Department of Pediatrics, University of Rochester School of Medicine and Dentistry and Rochester General Hospital, Rochester, New York 14642, USA.
Acad Med. 2011 Feb;86(2):174-9. doi: 10.1097/ACM.0b013e318204ff1d.
To determine whether former pediatric residents trained using a model of integrated behavioral health (BH) care in their primary care continuity clinics felt more comfortable managing BH care and better prepared to collaborate with BH professionals than did peers from the same residency who trained in clinics with a conventional model of BH care.

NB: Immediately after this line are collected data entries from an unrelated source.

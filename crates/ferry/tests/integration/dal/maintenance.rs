/*
 *  Copyright 2025-2026 Colliery Software
 *
 *  Licensed under the Apache License, Version 2.0 (the "License");
 *  you may not use this file except in compliance with the License.
 *  You may obtain a copy of the License at
 *
 *      http://www.apache.org/licenses/LICENSE-2.0
 *
 *  Unless required by applicable law or agreed to in writing, software
 *  distributed under the License is distributed on an "AS IS" BASIS,
 *  WITHOUT WARRANTIES OR CONDITIONS OF ANY KIND, either express or implied.
 *  See the License for the specific language governing permissions and
 *  limitations under the License.
 */

//! Bulk store operations used by the janitor: stale-lock release, timeout
//! escalation and retention purge.

use chrono::Duration;
use ferry::{Clock, RequestStatus};

use crate::fixtures::fixture;

#[tokio::test]
async fn test_release_stale_locks_only_touches_old_open_locks() {
    let fixture = fixture().await;
    let requests = fixture.dal.requests();
    let t0 = fixture.clock.now();

    let stale = requests
        .create("connectioncheck", "http://sub/cb", None, t0)
        .await
        .unwrap();
    let fresh = requests
        .create("connectioncheck", "http://sub/cb", None, t0)
        .await
        .unwrap();
    let finished = requests
        .create("connectioncheck", "http://sub/cb", None, t0)
        .await
        .unwrap();

    requests
        .lock("connectioncheck", &stale.identifier, "pc-1", t0)
        .await
        .unwrap();
    requests
        .lock("connectioncheck", &finished.identifier, "pc-2", t0)
        .await
        .unwrap();
    requests
        .complete("connectioncheck", &finished.identifier, RequestStatus::Success, "pc-2", t0)
        .await
        .unwrap();
    requests
        .lock("connectioncheck", &fresh.identifier, "pc-3", t0.plus(Duration::minutes(4)))
        .await
        .unwrap();

    let cutoff = t0.plus(Duration::minutes(6)).minus(Duration::minutes(5));
    let released = requests
        .release_stale_locks("connectioncheck", cutoff)
        .await
        .unwrap();
    assert_eq!(released, 1);

    let stale = requests.get("connectioncheck", &stale.identifier).await.unwrap().unwrap();
    assert_eq!(stale.status, RequestStatus::Pending);
    assert!(stale.locked_by.is_none());
    assert!(stale.locked_at.is_none());

    let fresh = requests.get("connectioncheck", &fresh.identifier).await.unwrap().unwrap();
    assert_eq!(fresh.status, RequestStatus::Locked);
    assert_eq!(fresh.locked_by.as_deref(), Some("pc-3"));

    let finished = requests.get("connectioncheck", &finished.identifier).await.unwrap().unwrap();
    assert_eq!(finished.status, RequestStatus::Success);
    assert_eq!(finished.locked_by.as_deref(), Some("pc-2"));

    // A released request can be claimed by someone else.
    assert!(requests
        .lock("connectioncheck", &stale.identifier, "pc-4", t0.plus(Duration::minutes(6)))
        .await
        .unwrap());
}

#[tokio::test]
async fn test_release_stale_locks_is_scoped_to_its_category() {
    let fixture = fixture().await;
    let requests = fixture.dal.requests();
    let t0 = fixture.clock.now();

    let other = requests
        .create("logincheckrequest", "http://sub/cb", None, t0)
        .await
        .unwrap();
    requests
        .lock("logincheckrequest", &other.identifier, "pc-1", t0)
        .await
        .unwrap();

    let released = requests
        .release_stale_locks("connectioncheck", t0.plus(Duration::hours(1)))
        .await
        .unwrap();
    assert_eq!(released, 0);
}

#[tokio::test]
async fn test_escalate_timeouts_returns_each_request_once() {
    let fixture = fixture().await;
    let requests = fixture.dal.requests();
    let t0 = fixture.clock.now();

    let old = requests
        .create("connectioncheck", "http://sub/cb", None, t0.minus(Duration::minutes(11)))
        .await
        .unwrap();
    let old_claimed = requests
        .create("connectioncheck", "http://sub/cb", None, t0.minus(Duration::minutes(12)))
        .await
        .unwrap();
    let recent = requests
        .create("connectioncheck", "http://sub/cb", None, t0.minus(Duration::minutes(2)))
        .await
        .unwrap();
    requests
        .lock("connectioncheck", &old_claimed.identifier, "pc-1", t0.minus(Duration::minutes(1)))
        .await
        .unwrap();

    let cutoff = t0.minus(Duration::minutes(10));
    let expired = requests
        .escalate_timeouts("connectioncheck", cutoff, t0)
        .await
        .unwrap();

    assert_eq!(expired.len(), 1);
    assert_eq!(expired[0].identifier, old.identifier);
    // Rows come back as they were before the transition.
    assert_eq!(expired[0].status, RequestStatus::Pending);
    assert!(expired[0].completed_at.is_none());

    let stored = requests.get("connectioncheck", &old.identifier).await.unwrap().unwrap();
    assert_eq!(stored.status, RequestStatus::Timeout);
    assert_eq!(stored.completed_at, Some(t0));

    let again = requests
        .escalate_timeouts("connectioncheck", cutoff, t0)
        .await
        .unwrap();
    assert!(again.is_empty());

    let claimed = requests
        .get("connectioncheck", &old_claimed.identifier)
        .await
        .unwrap()
        .unwrap();
    assert_eq!(claimed.status, RequestStatus::Locked);

    let recent = requests.get("connectioncheck", &recent.identifier).await.unwrap().unwrap();
    assert_eq!(recent.status, RequestStatus::Pending);
}

#[tokio::test]
async fn test_timed_out_request_rejects_late_reports() {
    let fixture = fixture().await;
    let requests = fixture.dal.requests();
    let t0 = fixture.clock.now();

    let created = requests
        .create("connectioncheck", "http://sub/cb", None, t0.minus(Duration::minutes(30)))
        .await
        .unwrap();
    requests
        .escalate_timeouts("connectioncheck", t0.minus(Duration::minutes(10)), t0)
        .await
        .unwrap();

    let late = requests
        .complete("connectioncheck", &created.identifier, RequestStatus::Success, "pc-1", t0)
        .await
        .unwrap();
    assert!(late.is_none());
}

#[tokio::test]
async fn test_purge_deletes_only_old_terminal_requests() {
    let fixture = fixture().await;
    let requests = fixture.dal.requests();
    let t0 = fixture.clock.now();
    let month_ago = t0.minus(Duration::days(31));

    let old_done = requests
        .create("connectioncheck", "http://sub/cb", None, month_ago)
        .await
        .unwrap();
    requests
        .complete("connectioncheck", &old_done.identifier, RequestStatus::Success, "pc-1", month_ago)
        .await
        .unwrap();

    let old_pending = requests
        .create("connectioncheck", "http://sub/cb", None, t0.minus(Duration::days(60)))
        .await
        .unwrap();

    let recent_done = requests
        .create("connectioncheck", "http://sub/cb", None, month_ago)
        .await
        .unwrap();
    requests
        .complete("connectioncheck", &recent_done.identifier, RequestStatus::Failed, "pc-1", t0)
        .await
        .unwrap();

    let cutoff = t0.minus(Duration::days(30));
    assert_eq!(requests.count_purgeable("connectioncheck", cutoff).await.unwrap(), 1);
    assert_eq!(requests.purge("connectioncheck", cutoff).await.unwrap(), 1);

    assert!(requests
        .get("connectioncheck", &old_done.identifier)
        .await
        .unwrap()
        .is_none());
    assert!(requests
        .get("connectioncheck", &old_pending.identifier)
        .await
        .unwrap()
        .is_some());
    assert!(requests
        .get("connectioncheck", &recent_done.identifier)
        .await
        .unwrap()
        .is_some());

    assert_eq!(requests.count_purgeable("connectioncheck", cutoff).await.unwrap(), 0);
}

#[tokio::test]
async fn test_purge_keeps_identifiers_from_being_reused() {
    let fixture = fixture().await;
    let requests = fixture.dal.requests();
    let t0 = fixture.clock.now();
    let long_ago = t0.minus(Duration::days(90));

    let first = requests
        .create("connectioncheck", "http://sub/cb", None, long_ago)
        .await
        .unwrap();
    requests
        .complete("connectioncheck", &first.identifier, RequestStatus::Success, "pc-1", long_ago)
        .await
        .unwrap();
    requests
        .purge("connectioncheck", t0.minus(Duration::days(30)))
        .await
        .unwrap();

    let next = requests
        .create("connectioncheck", "http://sub/cb", None, t0)
        .await
        .unwrap();
    assert_ne!(next.identifier, first.identifier);
    assert_eq!(next.identifier, "00002");
}

#[tokio::test]
async fn test_escalate_timeouts_rolls_back_on_undecodable_row() {
    let fixture = fixture().await;
    let requests = fixture.dal.requests();
    let t0 = fixture.clock.now();
    let created = t0.minus(Duration::minutes(11));

    let healthy = requests
        .create("connectioncheck", "http://sub/cb", None, created)
        .await
        .unwrap();
    let broken = requests
        .create("connectioncheck", "http://sub/cb", None, created)
        .await
        .unwrap();
    fixture
        .corrupt_payload("connectioncheck", &broken.identifier)
        .await;

    let cutoff = t0.minus(Duration::minutes(10));
    assert!(requests
        .escalate_timeouts("connectioncheck", cutoff, t0)
        .await
        .is_err());

    // Nothing was transitioned, so a later scan still sees both rows.
    assert_eq!(
        fixture.raw_status("connectioncheck", &healthy.identifier).await,
        "pending"
    );
    assert_eq!(
        fixture.raw_status("connectioncheck", &broken.identifier).await,
        "pending"
    );
}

University of Rochester School of Medicine and Dentistry pediatric residents were assigned to one of two continuity clinic sites. At one site, psychology fellows and faculty were integrated into the clinic teams in the mid-1990s. At the other, conventional patterns of consultation and referral continued. In 2004, the authors surveyed 245 alumni (graduated 1989-2003) about their experiences and their comfort with providing BH care and collaborating with BH providers in their current practice.
A total of 174 alumni (71%) responded. There were significant differences between graduates who trained in the two models. Those who trained in the integrated model were significantly more likely than others to report that they had consulted or planned treatment with a BH provider during residency and to report that their continuity clinic helped prepare them to collaborate with BH providers. They were somewhat more likely to believe that their overall residency training prepared them to manage BH issues in their current practice.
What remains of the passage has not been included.